‘Roger Gjendem.’
Harry could hear the hum of voices, the clatter of computer keyboards and telephones ringing in the background.
‘This is Harry Hole. I want you to listen very carefully, Gjendem. I have some information about the Courier Killer. And arms smuggling. One of my colleagues in the police is involved. Do you understand?’
‘I believe so.’
‘Good. The story’s yours exclusively so long as you publish it on
Aftenposten
’s web pages as quickly as possible.’
‘Of course. Where are you ringing from, Inspector Hole?’
Gjendem sounded less surprised than Harry had expected.
‘It’s not important where I am. I have information which proves Sven Sivertsen cannot be the Courier Killer and that a leading policeman is involved in a network of arms smuggling that has been operating in Norway for several years.’
‘That’s fantastic.
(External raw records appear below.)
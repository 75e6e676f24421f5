//! Cyclical encoding of periodic time positions.
//!
//! Each timestamp is reduced to its integer position within a cycle
//! (for example second-of-day in `0..86400`), normalized to a phase angle
//! `2π · position / period`, and passed through each configured transform.
//! One output column per `(transform, cycle type)` pair, named
//! `{transform}_{cycle_type}`, in transform-major order.

use std::f64::consts::TAU;

use polars::prelude::{Column, DataFrame, IntoColumn, NamedFrom, Series};

use dtfeat_model::{CyclicOptions, Result};

use crate::data_utils::datetime_values;
use crate::extractor::FeatureExtractor;
use crate::frame::DEFAULT_TIMESTAMP_COLUMN;

/// Trigonometric encoder over the configured transform × cycle-type
/// cross-product.
///
/// Vocabulary validation happens at construction; by the time `extract`
/// runs, every transform and cycle type is a resolved enum variant.
#[derive(Debug, Clone)]
pub struct CyclicalFeatures {
    timestamp_column: String,
    options: CyclicOptions,
}

impl CyclicalFeatures {
    pub fn new(timestamp_column: impl Into<String>, options: CyclicOptions) -> Self {
        Self {
            timestamp_column: timestamp_column.into(),
            options,
        }
    }

    /// Construct from string vocabularies, failing fast on any unknown
    /// transform or cycle-type name.
    pub fn from_names<T, C>(
        timestamp_column: impl Into<String>,
        transforms: &[T],
        cycle_types: &[C],
    ) -> Result<Self>
    where
        T: AsRef<str>,
        C: AsRef<str>,
    {
        let options = CyclicOptions::from_names(transforms, cycle_types)?;
        Ok(Self::new(timestamp_column, options))
    }

    pub fn options(&self) -> &CyclicOptions {
        &self.options
    }
}

impl Default for CyclicalFeatures {
    fn default() -> Self {
        Self::new(DEFAULT_TIMESTAMP_COLUMN, CyclicOptions::default())
    }
}

impl FeatureExtractor for CyclicalFeatures {
    fn name(&self) -> &'static str {
        "cyclical"
    }

    fn extract(&self, df: &DataFrame) -> Result<DataFrame> {
        let timestamps = datetime_values(df, &self.timestamp_column)?;

        let mut columns: Vec<Column> =
            Vec::with_capacity(self.options.transforms.len() * self.options.cycle_types.len());
        for transform in &self.options.transforms {
            for cycle in &self.options.cycle_types {
                // Phase stays in [0, 2π) because position < period by
                // construction.
                let period = f64::from(cycle.period());
                let values: Vec<f64> = timestamps
                    .iter()
                    .map(|t| transform.apply(TAU * f64::from(cycle.position(*t)) / period))
                    .collect();
                let name = format!("{}_{}", transform.as_str(), cycle.as_str());
                columns.push(Series::new(name.into(), values).into_column());
            }
        }
        Ok(DataFrame::new(columns)?)
    }
}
But I’m sure you’re aware that I cannot write that on the basis of one telephone conversation.’
‘What do you mean?’
‘No serious newspaper would print an allegation about a named police inspector smuggling arms without checking that the sources are reliable. I don’t doubt for a minute that you’re the person you say you are, but how do I know that you aren’t drunk or crazy or both? If I don’t check this out properly, the paper can be sued. Let’s meet, shall we, Inspector Hole. Then I’ll write everything you tell me. I promise.’
In the pause that followed Harry could hear someone laughing in the background. A carefree ripple of laughter.
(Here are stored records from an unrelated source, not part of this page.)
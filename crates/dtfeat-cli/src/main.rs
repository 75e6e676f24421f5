//! Datetime feature extraction CLI.

use clap::{ColorChoice, Parser};
use std::io::IsTerminal;

use dtfeat_cli::logging::{LogConfig, LogFormat, init_logging};

mod cli;
mod commands;

use crate::cli::{Cli, Command, LogFormatArg};
use crate::commands::{run_categories, run_extract};

fn main() {
    let cli = Cli::parse();
    cli.color.write_global();
    init_logging(&log_config_from_cli(&cli));

    let exit_code = match cli.command {
        Command::Extract(args) => match run_extract(&args) {
            Ok(()) => 0,
            Err(error) => {
                eprintln!("error: {error}");
                1
            }
        },
        Command::Categories => match run_categories() {
            Ok(()) => 0,
            Err(error) => {
                eprintln!("error: {error}");
                1
            }
        },
    };
    std::process::exit(exit_code);
}

fn log_config_from_cli(cli: &Cli) -> LogConfig {
    let mut config = LogConfig {
        level_filter: cli.verbosity.tracing_level_filter(),
        ..LogConfig::default()
    };
    config.use_env_filter = !cli.verbosity.is_present();
    config.format = match cli.log_format {
        LogFormatArg::Pretty => LogFormat::Pretty,
        LogFormatArg::Compact => LogFormat::Compact,
        LogFormatArg::Json => LogFormat::Json,
    };
    config.with_ansi = match cli.color.color {
        ColorChoice::Always => true,
        ColorChoice::Never => false,
        ColorChoice::Auto => std::io::stderr().is_terminal(),
    };
    config
}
‘Don’t even think about ringing other papers – they’ll give you the same answer. Trust me, Inspector.’
Harry took a deep breath.
‘OK,’ he said. ‘At Underwater in Dalsbergstien. At five o’clock. Come on your own or I won’t turn up. And not a single word about this to a living soul, understood?’
‘Understood.’
‘See you.’
Harry pressed the ‘off’ button and chewed his bottom lip.
‘I hope that was wise,’ said Sven.
Bjørn Holm and Beate turned off busy Bygdøy allé and one moment later they found themselves in a silent road with misshapen detached timber houses on one side and fashionable brick apartment buildings on the other. The kerbsides came complete with rows of German makes of car.
‘Nobsville,’ Bjørn said.
They pulled up outside a doll’s-house-yellow building.
A voice answered the intercom after the second buzz.
‘Yes?’
‘André Clausen?’
‘I believe so, yes.’
‘Beate Lønn, police. May we come in?’
André Clausen was waiting for them in the doorway, dressed in a thigh-length dressing gown. He was scratching at the scab of a cut on his cheek as he made a half-hearted attempt at suppressing a yawn.
‘Apologies,’ he said. ‘I got home late last night.’
‘From Switzerland perhaps?’
‘No, I’ve just been up in the mountains. Come in.’
Clausen’s sitting room was a little on the small side for the collection of objets d’art he had, and Bjørn Holm was quick to establish that Clausen’s taste tended more towards Liberace than minimalism. Water trickled through a fountain in the corner where a naked goddess stretched up towards the Sistine paintings on the vaulted ceiling.
‘I’d like you to concentrate first and think about the time you saw the Courier Killer in the reception area at the solicitors’ office,’ Beate said. ‘And then look at this.’
Clausen took hold of the picture and studied it while running a finger across the cut on his cheek. Bjørn Holm examined the sitting-room area. He heard a shuffling noise behind a door and the sound of paws scratching against the other side.
‘Maybe,’ Clausen said.
‘Maybe?’ Beate was perched on the edge of the chair.
‘Very possible. The clothes are the same. The cycling helmet and the sunglasses too.’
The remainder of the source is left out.